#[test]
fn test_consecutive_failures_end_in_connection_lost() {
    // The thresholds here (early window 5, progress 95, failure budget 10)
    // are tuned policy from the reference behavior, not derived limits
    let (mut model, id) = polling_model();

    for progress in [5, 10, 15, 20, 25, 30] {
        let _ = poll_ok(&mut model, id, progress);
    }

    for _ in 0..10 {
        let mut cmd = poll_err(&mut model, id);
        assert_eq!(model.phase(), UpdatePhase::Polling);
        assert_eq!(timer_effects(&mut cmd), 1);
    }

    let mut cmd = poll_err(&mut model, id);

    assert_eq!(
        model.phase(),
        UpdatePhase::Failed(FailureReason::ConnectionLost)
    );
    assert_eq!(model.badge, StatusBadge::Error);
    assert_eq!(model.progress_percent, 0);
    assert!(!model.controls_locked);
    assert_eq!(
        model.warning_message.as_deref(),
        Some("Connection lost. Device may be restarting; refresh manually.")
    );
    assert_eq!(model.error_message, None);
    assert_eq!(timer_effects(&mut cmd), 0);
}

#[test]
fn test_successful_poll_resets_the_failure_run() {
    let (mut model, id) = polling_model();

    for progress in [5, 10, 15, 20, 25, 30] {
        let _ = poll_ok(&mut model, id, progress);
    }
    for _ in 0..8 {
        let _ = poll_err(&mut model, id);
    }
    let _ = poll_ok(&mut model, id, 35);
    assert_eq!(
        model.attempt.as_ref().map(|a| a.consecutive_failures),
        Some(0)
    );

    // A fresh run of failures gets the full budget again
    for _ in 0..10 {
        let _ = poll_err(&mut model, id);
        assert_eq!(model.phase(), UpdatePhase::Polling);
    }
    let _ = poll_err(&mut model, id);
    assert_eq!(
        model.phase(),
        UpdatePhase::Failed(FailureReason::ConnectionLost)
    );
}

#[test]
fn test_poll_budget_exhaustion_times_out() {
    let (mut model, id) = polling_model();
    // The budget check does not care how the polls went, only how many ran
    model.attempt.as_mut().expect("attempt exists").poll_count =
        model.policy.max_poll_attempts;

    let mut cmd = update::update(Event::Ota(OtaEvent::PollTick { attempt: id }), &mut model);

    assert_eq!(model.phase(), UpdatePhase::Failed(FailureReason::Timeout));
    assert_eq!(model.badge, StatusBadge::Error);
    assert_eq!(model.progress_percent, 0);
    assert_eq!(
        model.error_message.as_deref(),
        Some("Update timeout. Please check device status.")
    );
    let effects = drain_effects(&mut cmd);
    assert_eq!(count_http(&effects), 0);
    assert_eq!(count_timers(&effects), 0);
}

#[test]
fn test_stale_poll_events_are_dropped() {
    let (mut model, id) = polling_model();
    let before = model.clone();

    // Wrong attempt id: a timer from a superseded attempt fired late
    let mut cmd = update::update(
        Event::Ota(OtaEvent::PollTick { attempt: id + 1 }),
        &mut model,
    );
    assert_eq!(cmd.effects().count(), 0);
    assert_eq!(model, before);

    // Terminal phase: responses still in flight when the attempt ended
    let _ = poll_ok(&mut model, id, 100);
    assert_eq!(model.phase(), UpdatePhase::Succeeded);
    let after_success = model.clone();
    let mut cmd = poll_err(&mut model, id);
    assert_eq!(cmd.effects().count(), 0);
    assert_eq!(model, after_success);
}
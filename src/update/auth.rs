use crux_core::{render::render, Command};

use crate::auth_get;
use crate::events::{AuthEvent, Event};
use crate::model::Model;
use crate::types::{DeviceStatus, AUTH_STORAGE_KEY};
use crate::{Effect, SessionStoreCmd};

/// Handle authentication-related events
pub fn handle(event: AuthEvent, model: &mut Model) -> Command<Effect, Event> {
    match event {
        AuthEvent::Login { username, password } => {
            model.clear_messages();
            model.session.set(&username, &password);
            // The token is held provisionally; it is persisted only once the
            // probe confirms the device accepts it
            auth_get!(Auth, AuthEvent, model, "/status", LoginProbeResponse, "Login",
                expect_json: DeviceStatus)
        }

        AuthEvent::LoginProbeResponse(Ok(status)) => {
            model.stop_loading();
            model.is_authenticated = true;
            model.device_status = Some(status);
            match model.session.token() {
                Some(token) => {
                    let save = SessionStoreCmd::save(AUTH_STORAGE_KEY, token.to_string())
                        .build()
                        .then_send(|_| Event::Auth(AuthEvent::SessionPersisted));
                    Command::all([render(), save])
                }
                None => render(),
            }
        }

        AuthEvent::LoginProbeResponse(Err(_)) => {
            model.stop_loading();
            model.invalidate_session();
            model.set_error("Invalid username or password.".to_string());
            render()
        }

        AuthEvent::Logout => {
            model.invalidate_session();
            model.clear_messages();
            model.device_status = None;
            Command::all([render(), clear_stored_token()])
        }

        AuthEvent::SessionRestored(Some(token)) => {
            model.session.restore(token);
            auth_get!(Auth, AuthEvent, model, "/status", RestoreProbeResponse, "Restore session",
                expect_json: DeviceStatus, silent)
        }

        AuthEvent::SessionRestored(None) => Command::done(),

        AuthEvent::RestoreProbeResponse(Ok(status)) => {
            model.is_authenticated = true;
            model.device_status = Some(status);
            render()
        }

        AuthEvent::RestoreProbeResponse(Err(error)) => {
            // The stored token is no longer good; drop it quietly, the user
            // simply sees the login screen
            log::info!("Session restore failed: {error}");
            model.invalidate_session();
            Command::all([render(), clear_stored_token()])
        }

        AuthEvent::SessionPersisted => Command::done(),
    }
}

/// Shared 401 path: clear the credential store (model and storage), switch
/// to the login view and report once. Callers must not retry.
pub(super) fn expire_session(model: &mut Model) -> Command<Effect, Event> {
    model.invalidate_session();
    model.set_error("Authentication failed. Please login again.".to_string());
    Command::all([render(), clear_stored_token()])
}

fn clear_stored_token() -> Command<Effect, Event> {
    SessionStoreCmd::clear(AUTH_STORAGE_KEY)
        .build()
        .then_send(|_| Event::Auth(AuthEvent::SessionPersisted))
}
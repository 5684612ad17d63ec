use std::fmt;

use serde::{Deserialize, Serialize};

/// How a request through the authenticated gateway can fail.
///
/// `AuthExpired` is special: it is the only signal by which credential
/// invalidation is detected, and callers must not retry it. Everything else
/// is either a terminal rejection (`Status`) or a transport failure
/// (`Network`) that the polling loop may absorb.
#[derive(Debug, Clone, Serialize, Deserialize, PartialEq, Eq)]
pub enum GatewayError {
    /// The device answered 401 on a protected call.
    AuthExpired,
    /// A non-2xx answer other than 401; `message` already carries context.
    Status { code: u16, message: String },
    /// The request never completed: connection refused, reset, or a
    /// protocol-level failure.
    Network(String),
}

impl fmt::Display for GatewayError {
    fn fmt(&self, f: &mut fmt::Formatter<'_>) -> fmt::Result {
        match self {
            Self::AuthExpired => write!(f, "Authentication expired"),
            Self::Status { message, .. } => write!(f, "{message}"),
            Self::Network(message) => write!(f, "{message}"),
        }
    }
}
□ □ □ □ □ □ □
■ ASSIGNMENT ■
Find every line in the records that uses the string "only", then copy it.

■ SOLVED PROBLEM ■
    // The budget check does not care how the polls went, only how many ran
            // The token is held provisionally; it is persisted only once the
/// `AuthExpired` is special: it is the only signal by which credential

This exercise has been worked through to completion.